Last Updated on Wednesday, 2 July 2014, 10:32 by GxMedia

A section of the participants at the closing of Blue CAPS’ inaugural Building Communities through Leadership Training and Service (BCLTS) programme.

Outgoing United States (US) Ambassador, Brent Hardt has accused President Donald Ramotar of selectively abiding by Guyana’s constitution, even as the country awaits long-overdue local government elections.

Addressing the closing of Blue CAPS’ inaugural Building Communities through Leadership Training and Service (BCLTS) programme earlier this week, he noted that Ramotar’s reason for not assenting to one of the local government bills was because it was unconstitutional, but at the same time the Guyanese leader was not upholding the constitution as far as those polls are concerned.

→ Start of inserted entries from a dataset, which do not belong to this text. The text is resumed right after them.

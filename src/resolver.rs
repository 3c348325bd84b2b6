//! The promise cell: storage for an asynchronous outcome.
//!
//! A cell is in exactly one of three states:
//!
//! - **Pending**: unresolved, holding the list of continuation turns parked
//!   until resolution;
//! - **Forwarded**: redirected to take its outcome from another cell;
//! - **Resolved**: holding the final outcome, a `Result<T, Error>`.
//!
//! Resolution is a one-way, at-most-once transition. Resolving drains the
//! parked continuations onto the manager queue in registration order, so
//! resolution happens-before every continuation attached before it.
//!
//! Forwarding records the *end* of the target's own chain, which keeps
//! chains shallow without explicit path compression; continuations attach
//! to, and outcomes are read from, the chain tail. Both cells of a forward
//! must belong to the same manager, and chains are acyclic by construction:
//! a forward target is always a result created before the call.
//!
//! Cells are shared (`Arc`) between the public [`Promise`]/[`Resolver`]
//! handles, the continuation turns that reference them, and forwarding
//! links; the cell lives as long as its longest holder.
//!
//! [`Promise`]: crate::Promise
//! [`Resolver`]: crate::Resolver

use crate::error::Error;
use crate::manager::Manager;
use crate::turn::{Turn, TurnList};
use std::mem;
use std::sync::{Arc, Mutex, MutexGuard};

/// The state machine inside a cell.
enum State<T> {
    /// Unresolved; the list holds continuations awaiting the outcome.
    Pending(TurnList),
    /// Redirected: the outcome will be whatever the target resolves to.
    Forwarded(Arc<Cell<T>>),
    /// Final.
    Resolved(Result<T, Error>),
}

/// A shared promise cell bound to a manager.
pub(crate) struct Cell<T> {
    /// The manager whose queue continuation turns are scheduled on.
    manager: Manager,

    state: Mutex<State<T>>,
}

impl<T> Cell<T> {
    /// Creates a new unresolved cell bound to `manager`.
    pub(crate) fn new(manager: Manager) -> Arc<Self> {
        Arc::new(Self {
            manager,
            state: Mutex::new(State::Pending(TurnList::new())),
        })
    }

    /// Creates a cell that is born resolved with `outcome`.
    pub(crate) fn resolved(manager: Manager, outcome: Result<T, Error>) -> Arc<Self> {
        Arc::new(Self {
            manager,
            state: Mutex::new(State::Resolved(outcome)),
        })
    }

    pub(crate) fn manager(&self) -> &Manager {
        &self.manager
    }

    fn lock(&self) -> MutexGuard<'_, State<T>> {
        self.state.lock().expect("resolver lock poisoned")
    }

    /// Completes the cell with `outcome` and wakes its continuations.
    ///
    /// # Panics
    ///
    /// Panics if the cell is already resolved or has been forwarded.
    pub(crate) fn resolve(&self, outcome: Result<T, Error>) {
        let pending = {
            let mut state = self.lock();
            match &mut *state {
                State::Pending(turns) => {
                    let turns = mem::take(turns);
                    *state = State::Resolved(outcome);
                    turns
                }
                State::Forwarded(_) => {
                    panic!("cannot resolve a result that has been forwarded")
                }
                State::Resolved(_) => {
                    panic!("cannot resolve an already resolved result")
                }
            }
        };

        // The cell is resolved now, so each parked continuation goes
        // straight onto the manager queue, preserving registration order.
        self.queue_list(pending);
    }

    /// Redirects the cell to take its outcome from `target`.
    ///
    /// Parked continuations are re-queued onto the end of the target's
    /// forwarding chain.
    ///
    /// # Panics
    ///
    /// Panics if the cell is already resolved or forwarded, if the two cells
    /// belong to different managers, or if the forward would point the cell
    /// at itself.
    pub(crate) fn forward(&self, target: &Arc<Self>) {
        assert!(
            self.manager.is_same(target.manager()),
            "cannot forward a result across managers"
        );

        let tail = Cell::tail(target);
        assert!(
            !std::ptr::eq(self, tail.as_ref()),
            "cannot forward a result to itself"
        );

        let pending = {
            let mut state = self.lock();
            match &mut *state {
                State::Pending(turns) => {
                    let turns = mem::take(turns);
                    *state = State::Forwarded(Arc::clone(&tail));
                    turns
                }
                State::Forwarded(_) => {
                    panic!("cannot forward a result that is already forwarded")
                }
                State::Resolved(_) => {
                    panic!("cannot forward an already resolved result")
                }
            }
        };

        tail.queue_list(pending);
    }

    /// Walks the forwarding chain from `start` and returns its final cell.
    pub(crate) fn tail(start: &Arc<Self>) -> Arc<Self> {
        let mut current = Arc::clone(start);
        loop {
            let next = {
                let state = current.lock();
                match &*state {
                    State::Forwarded(next) => Some(Arc::clone(next)),
                    _ => None,
                }
            };
            match next {
                Some(next) => current = next,
                None => return current,
            }
        }
    }

    /// Returns true if this cell itself holds an outcome (does not follow
    /// forwarding links).
    pub(crate) fn is_resolved_here(&self) -> bool {
        matches!(&*self.lock(), State::Resolved(_))
    }

    pub(crate) fn state_name(&self) -> &'static str {
        match &*self.lock() {
            State::Pending(_) => "pending",
            State::Forwarded(_) => "forwarded",
            State::Resolved(_) => "resolved",
        }
    }

    /// Schedules `turn` to run once this cell resolves.
    ///
    /// A resolved cell hands the turn straight to the manager; a pending
    /// cell parks it; a forwarded cell delegates to the end of its chain.
    pub(crate) fn queue_turn(&self, turn: Arc<Turn>) {
        let target = {
            let mut state = self.lock();
            match &mut *state {
                State::Pending(turns) => {
                    turns.append(turn);
                    return;
                }
                State::Resolved(_) => None,
                State::Forwarded(next) => Some(Arc::clone(next)),
            }
        };
        match target {
            None => self.manager.queue_turn(turn),
            Some(next) => Cell::tail(&next).queue_turn(turn),
        }
    }

    fn queue_list(&self, mut turns: TurnList) {
        while !turns.is_empty() {
            self.queue_turn(turns.remove_head());
        }
    }
}

impl<T: Clone> Cell<T> {
    /// Returns a copy of the outcome if this cell itself is resolved.
    pub(crate) fn outcome_if_resolved(&self) -> Option<Result<T, Error>> {
        match &*self.lock() {
            State::Resolved(outcome) => Some(outcome.clone()),
            _ => None,
        }
    }
}

impl<T: Clone + Send + 'static> Cell<T> {
    /// Attaches a continuation to `start` and returns the cell for its
    /// result.
    ///
    /// This is the single binding point behind every public combinator. The
    /// adapter `k` receives the source outcome and the outer cell, and is
    /// responsible for resolving or forwarding the outer cell; each
    /// combinator encodes its own argument/return shape and short-circuit
    /// rule in its adapter.
    pub(crate) fn when<U, K>(start: &Arc<Self>, k: K) -> Arc<Cell<U>>
    where
        U: Send + 'static,
        K: FnOnce(Result<T, Error>, &Arc<Cell<U>>) + Send + 'static,
    {
        // Continuations always attach to the current end of a chain.
        let cell = Cell::tail(start);
        let outer = Cell::new(cell.manager().clone());
        let name = format!("When{}", cell.manager().next_id());

        let source = Arc::clone(&cell);
        let outer_for_turn = Arc::clone(&outer);
        let turn = Turn::new(name, move || {
            // The cell may have been forwarded again after the turn was
            // parked; the outcome always lives at the end of the chain.
            let tail = Cell::tail(&source);
            let outcome = tail
                .outcome_if_resolved()
                .expect("a continuation only runs after its result resolved");
            k(outcome, &outer_for_turn);
        });
        cell.queue_turn(turn);
        outer
    }
}
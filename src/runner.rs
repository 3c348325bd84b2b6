//! The runner: the public handle an actor uses to start computations.
//!
//! A runner is a thin facade over a manager. It allocates promise cells,
//! spawns new computations as turns, and hands out the shared pre-resolved
//! `done` promise that void computations return when they have nothing
//! further to do:
//!
//! ```ignore
//! let result = runner.spawn(|| {
//!     // do something
//!     runner.done()
//! });
//! ```

use crate::error::Error;
use crate::manager::Manager;
use crate::promise::{Promise, Resolver};
use crate::resolver::Cell;
use core::fmt;
use std::sync::Arc;

/// Starts asynchronous computations and allocates their results.
///
/// Cloning the handle shares the underlying manager and `done` constant.
#[derive(Clone)]
pub struct Runner {
    manager: Manager,

    /// Shared already-successful void promise returned by [`done`](Self::done).
    done: Promise<()>,
}

impl Runner {
    /// Creates a runner over `manager`.
    #[must_use]
    pub fn new(manager: &Manager) -> Self {
        Self {
            manager: manager.clone(),
            done: Promise::from_cell(Cell::resolved(manager.clone(), Ok(()))),
        }
    }

    /// Starts a new computation and returns its result.
    ///
    /// `f` runs as a turn on the manager; the returned promise resolves once
    /// the promise `f` returns does, transitively covering any further
    /// computations `f` chains onto it.
    pub fn spawn<F>(&self, f: F) -> Promise<()>
    where
        F: FnOnce() -> Promise<()> + Send + 'static,
    {
        let (promise, resolver) = self.new_result::<()>();
        let name = format!("New{}", self.manager.next_id());
        self.manager.new_turn(name, move || {
            let next = f();
            resolver.forward(&next);
        });
        promise
    }

    /// Allocates a new unresolved promise and its resolver.
    #[must_use]
    pub fn new_result<T>(&self) -> (Promise<T>, Resolver<T>) {
        let cell = Cell::new(self.manager.clone());
        (
            Promise::from_cell(Arc::clone(&cell)),
            Resolver::from_cell(cell),
        )
    }

    /// Returns an already-failed promise.
    ///
    /// See also [`new_error_fmt!`](crate::new_error_fmt) for the formatting
    /// variant.
    #[must_use]
    pub fn new_error<T>(&self, err: impl Into<Error>) -> Promise<T> {
        let (promise, resolver) = self.new_result::<T>();
        resolver.fail(err.into());
        promise
    }

    /// Returns the shared already-successful void promise.
    #[must_use]
    pub fn done(&self) -> Promise<()> {
        self.done.clone()
    }

    /// Returns the manager this runner schedules onto.
    #[must_use]
    pub fn manager(&self) -> &Manager {
        &self.manager
    }
}

impl fmt::Debug for Runner {
    fn fmt(&self, f: &mut fmt::Formatter<'_>) -> fmt::Result {
        f.debug_struct("Runner").finish_non_exhaustive()
    }
}

/// Returns an already-failed promise built from format arguments.
///
/// ```ignore
/// let r: Promise<()> = new_error_fmt!(runner, "lookup of {key} failed");
/// ```
#[macro_export]
macro_rules! new_error_fmt {
    ($runner:expr, $($arg:tt)*) => {
        $runner.new_error($crate::Error::new(format!($($arg)*)))
    };
}
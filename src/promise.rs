//! Typed read and write handles for promise cells, and the continuation
//! combinators.
//!
//! A [`Promise<T>`] is the read half of a cell: it can be observed, chained,
//! and forwarded to. A [`Resolver<T>`] is the write half: it completes the
//! cell exactly once. Any number of handles may share one cell; a
//! continuation turn keeps its target cell alive until it runs.
//!
//! # Continuations and error propagation
//!
//! Each combinator attaches a continuation turn to the promise and returns
//! a new promise for the continuation's own result. The combinators differ
//! in which part of the outcome the closure sees and in what its return
//! value means:
//!
//! | Combinator | Closure | Upstream failure |
//! |-----------|---------|------------------|
//! | [`map`](Promise::map) | `T -> U` | closure skipped, failure flows through |
//! | [`and_then`](Promise::and_then) | `T -> Promise<U>` | closure skipped, failure flows through |
//! | [`then`](Promise::then) | `Result<T> -> Result<U>` | closure always runs |
//! | [`or_else`](Promise::or_else) | `Error -> Promise<T>` | closure runs only on failure |
//! | [`finally`](Promise::finally) | `()` | closure always runs; outcome preserved |
//!
//! The skip rule of `map`/`and_then` is the ergonomic heart of the system:
//! a closure that does not ask for the error is never invoked on failure,
//! and the failure propagates to the returned promise unchanged. Handlers
//! therefore never start with an `if err != nil`-style preamble; recovery
//! points opt in explicitly with `then` or `or_else`.
//!
//! A closure that returns a `Promise` binds the returned promise by
//! forwarding, so completion of the chain tracks the innermost computation.

use crate::error::Error;
use crate::resolver::Cell;
use core::fmt;
use std::sync::Arc;

/// The read half of a promise cell, typed by the success value.
///
/// The void base type is `Promise<()>`.
pub struct Promise<T> {
    cell: Arc<Cell<T>>,
}

impl<T> Promise<T> {
    pub(crate) fn from_cell(cell: Arc<Cell<T>>) -> Self {
        Self { cell }
    }

    pub(crate) fn cell(&self) -> &Arc<Cell<T>> {
        &self.cell
    }

    /// Returns true once the promise has resolved, following any forwarding
    /// chain to its end.
    #[must_use]
    pub fn is_resolved(&self) -> bool {
        Cell::tail(&self.cell).is_resolved_here()
    }
}

impl<T: Clone> Promise<T> {
    /// Returns a copy of the outcome if the promise has resolved.
    ///
    /// This is an instantaneous peek, not a wait; prefer the combinators for
    /// reacting to resolution.
    #[must_use]
    pub fn try_outcome(&self) -> Option<Result<T, Error>> {
        Cell::tail(&self.cell).outcome_if_resolved()
    }
}

impl<T: Clone + Send + 'static> Promise<T> {
    /// Transforms the success value with `f`.
    ///
    /// If the upstream fails, `f` is not invoked and the returned promise
    /// fails with the same error.
    pub fn map<U, F>(&self, f: F) -> Promise<U>
    where
        U: Send + 'static,
        F: FnOnce(T) -> U + Send + 'static,
    {
        Promise::from_cell(Cell::when(&self.cell, move |outcome, outer| match outcome {
            Ok(value) => outer.resolve(Ok(f(value))),
            Err(err) => outer.resolve(Err(err)),
        }))
    }

    /// Chains an asynchronous continuation onto the success value.
    ///
    /// The returned promise tracks the promise `f` returns. If the upstream
    /// fails, `f` is not invoked and the failure flows through.
    ///
    /// # Panics
    ///
    /// The continuation panics if `f` returns a promise belonging to a
    /// different manager; promise graphs never span actors.
    pub fn and_then<U, F>(&self, f: F) -> Promise<U>
    where
        U: Send + 'static,
        F: FnOnce(T) -> Promise<U> + Send + 'static,
    {
        Promise::from_cell(Cell::when(&self.cell, move |outcome, outer| match outcome {
            Ok(value) => outer.forward(f(value).cell()),
            Err(err) => outer.resolve(Err(err)),
        }))
    }

    /// Observes the full outcome, success or failure.
    ///
    /// `f` always runs and decides the outcome of the returned promise; this
    /// is the opt-in point for error inspection.
    pub fn then<U, F>(&self, f: F) -> Promise<U>
    where
        U: Send + 'static,
        F: FnOnce(Result<T, Error>) -> Result<U, Error> + Send + 'static,
    {
        Promise::from_cell(Cell::when(&self.cell, move |outcome, outer| {
            outer.resolve(f(outcome));
        }))
    }

    /// Recovers from a failure with an asynchronous fallback.
    ///
    /// On success the value passes through untouched; on failure the
    /// returned promise tracks the promise `f` returns.
    pub fn or_else<F>(&self, f: F) -> Promise<T>
    where
        F: FnOnce(Error) -> Promise<T> + Send + 'static,
    {
        Promise::from_cell(Cell::when(&self.cell, move |outcome, outer| match outcome {
            Ok(value) => outer.resolve(Ok(value)),
            Err(err) => outer.forward(f(err).cell()),
        }))
    }

    /// Runs `f` once the promise settles, regardless of how.
    ///
    /// The returned promise resolves to the same outcome as this one.
    pub fn finally<F>(&self, f: F) -> Promise<T>
    where
        F: FnOnce() + Send + 'static,
    {
        let original = self.clone();
        Promise::from_cell(Cell::when(&self.cell, move |_outcome, outer| {
            f();
            outer.forward(original.cell());
        }))
    }
}

impl<T> Clone for Promise<T> {
    fn clone(&self) -> Self {
        Self {
            cell: Arc::clone(&self.cell),
        }
    }
}

impl<T> fmt::Debug for Promise<T> {
    fn fmt(&self, f: &mut fmt::Formatter<'_>) -> fmt::Result {
        f.debug_struct("Promise")
            .field("state", &self.cell.state_name())
            .finish()
    }
}

/// The write half of a promise cell.
///
/// A resolver completes its cell at most once, through exactly one of
/// [`complete`](Resolver::complete), [`fail`](Resolver::fail),
/// [`resolve`](Resolver::resolve) or [`forward`](Resolver::forward).
pub struct Resolver<T> {
    cell: Arc<Cell<T>>,
}

impl<T> Resolver<T> {
    pub(crate) fn from_cell(cell: Arc<Cell<T>>) -> Self {
        Self { cell }
    }

    /// Completes the associated promise successfully with `value`.
    ///
    /// # Panics
    ///
    /// Panics if the promise is already resolved or forwarded.
    pub fn complete(&self, value: T) {
        self.cell.resolve(Ok(value));
    }

    /// Completes the associated promise with a failure.
    ///
    /// # Panics
    ///
    /// Panics if the promise is already resolved or forwarded.
    pub fn fail(&self, err: Error) {
        self.cell.resolve(Err(err));
    }

    /// Completes the associated promise with `outcome`.
    ///
    /// The tagged `Result` replaces the value-or-error pair of convention:
    /// a success carrying an error is unrepresentable.
    ///
    /// # Panics
    ///
    /// Panics if the promise is already resolved or forwarded.
    pub fn resolve(&self, outcome: Result<T, Error>) {
        self.cell.resolve(outcome);
    }

    /// Redirects the associated promise to resolve with `next`'s outcome
    /// once `next` resolves.
    ///
    /// # Panics
    ///
    /// Panics if the promise is already resolved or forwarded, or if `next`
    /// belongs to a different manager.
    pub fn forward(&self, next: &Promise<T>) {
        self.cell.forward(next.cell());
    }

    /// Returns a read handle for the same cell.
    #[must_use]
    pub fn promise(&self) -> Promise<T> {
        Promise::from_cell(Arc::clone(&self.cell))
    }
}

impl<T> Clone for Resolver<T> {
    fn clone(&self) -> Self {
        Self {
            cell: Arc::clone(&self.cell),
        }
    }
}

impl<T> fmt::Debug for Resolver<T> {
    fn fmt(&self, f: &mut fmt::Formatter<'_>) -> fmt::Result {
        f.debug_struct("Resolver")
            .field("state", &self.cell.state_name())
            .finish()
    }
}
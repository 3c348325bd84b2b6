//! The computation-failure error type.
//!
//! The runtime distinguishes two error planes:
//!
//! - **Invariant violations** are programmer mistakes (double resolution,
//!   appending a linked turn, forwarding across managers). They abort the
//!   process with a panic carrying a precondition-failure message.
//! - **Computation failures** are first-class outcomes carried by resolvers
//!   and observed through continuations. [`Error`] is that outcome.
//!
//! An outcome may be observed by any number of continuations and by every
//! handle along a forwarding chain, so `Error` is cheaply cloneable: the
//! message lives behind an `Arc<str>`.

use std::sync::Arc;

/// A cloneable, thread-safe failure outcome for an asynchronous computation.
///
/// # Example
///
/// ```
/// use turnloop::Error;
///
/// let err = Error::new("connection reset");
/// assert_eq!(err.to_string(), "connection reset");
/// assert_eq!(err, err.clone());
/// ```
#[derive(Debug, Clone, thiserror::Error)]
#[error("{message}")]
pub struct Error {
    message: Arc<str>,
}

impl Error {
    /// Creates a new error from a message.
    #[must_use]
    pub fn new(message: impl Into<String>) -> Self {
        Self {
            message: message.into().into(),
        }
    }

    /// Returns the error message.
    #[must_use]
    pub fn message(&self) -> &str {
        &self.message
    }
}

impl PartialEq for Error {
    fn eq(&self, other: &Self) -> bool {
        self.message == other.message
    }
}

impl Eq for Error {}

impl From<&str> for Error {
    fn from(message: &str) -> Self {
        Self::new(message)
    }
}

impl From<String> for Error {
    fn from(message: String) -> Self {
        Self::new(message)
    }
}

#[cfg(test)]
mod tests {
    use super::*;

    #[test]
    fn display_is_the_message() {
        let err = Error::new("boom");
        assert_eq!(err.to_string(), "boom");
        assert_eq!(err.message(), "boom");
    }

    #[test]
    fn clones_compare_equal() {
        let err = Error::new("boom");
        assert_eq!(err, err.clone());
        assert_ne!(err, Error::new("bang"));
    }

    #[test]
    fn converts_from_str_and_string() {
        let a: Error = "boom".into();
        let b: Error = String::from("boom").into();
        assert_eq!(a, b);
    }

    #[test]
    fn implements_std_error() {
        fn takes_error(_: &dyn std::error::Error) {}
        takes_error(&Error::new("boom"));
    }
}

“He cannot be an inconsistent defender of the constitution – ignoring the constitution’s very clear requirement to hold local government elections and, for that matter, to return bills to parliament no more than 21 days after they are sent to him,” said Hardt.

The President has refused to sign a bill that would provide for the establishment of a Local Government Commission on grounds that it would erode his executive authority through the Local Government Minister. Framers of the law envisage that the Commission will be responsible for hiring and firing certain officers of municipal and village councils.

The American envoy argued that none of the “seemingly array of excuses” by the President and his governing People’s Progressive Party (PPP) for not holding local government elections since 1994 was valid. “By not even setting a date, the government keeps LGE always off in the elusive distant horizon.  This purposeful delay after 20 years without elections is, it bears repeating, contrary to the constitution and laws of Guyana,” he said.

The Local Authorities Election Act calls for elections every three years the first week of December.

Noting that if the green-light had been given in January for the polls to be held, Guyanese would have been voting in those polls around this time. “To my mind, there is a fundamental structural flaw with a system in which elections that are constitutionally and legally required are perpetually delayed at the whim of the executive branch of government,” said Hardt.

The US Ambassador dismissed President Ramotar’s latest excuse for not holding the polls. Hardt said that the likely impact of blacklisting by the global financial crimes watchdog, Financial Action Task Force (FATF), could no longer be a reason because a review of Guyana  was not expected until another six months.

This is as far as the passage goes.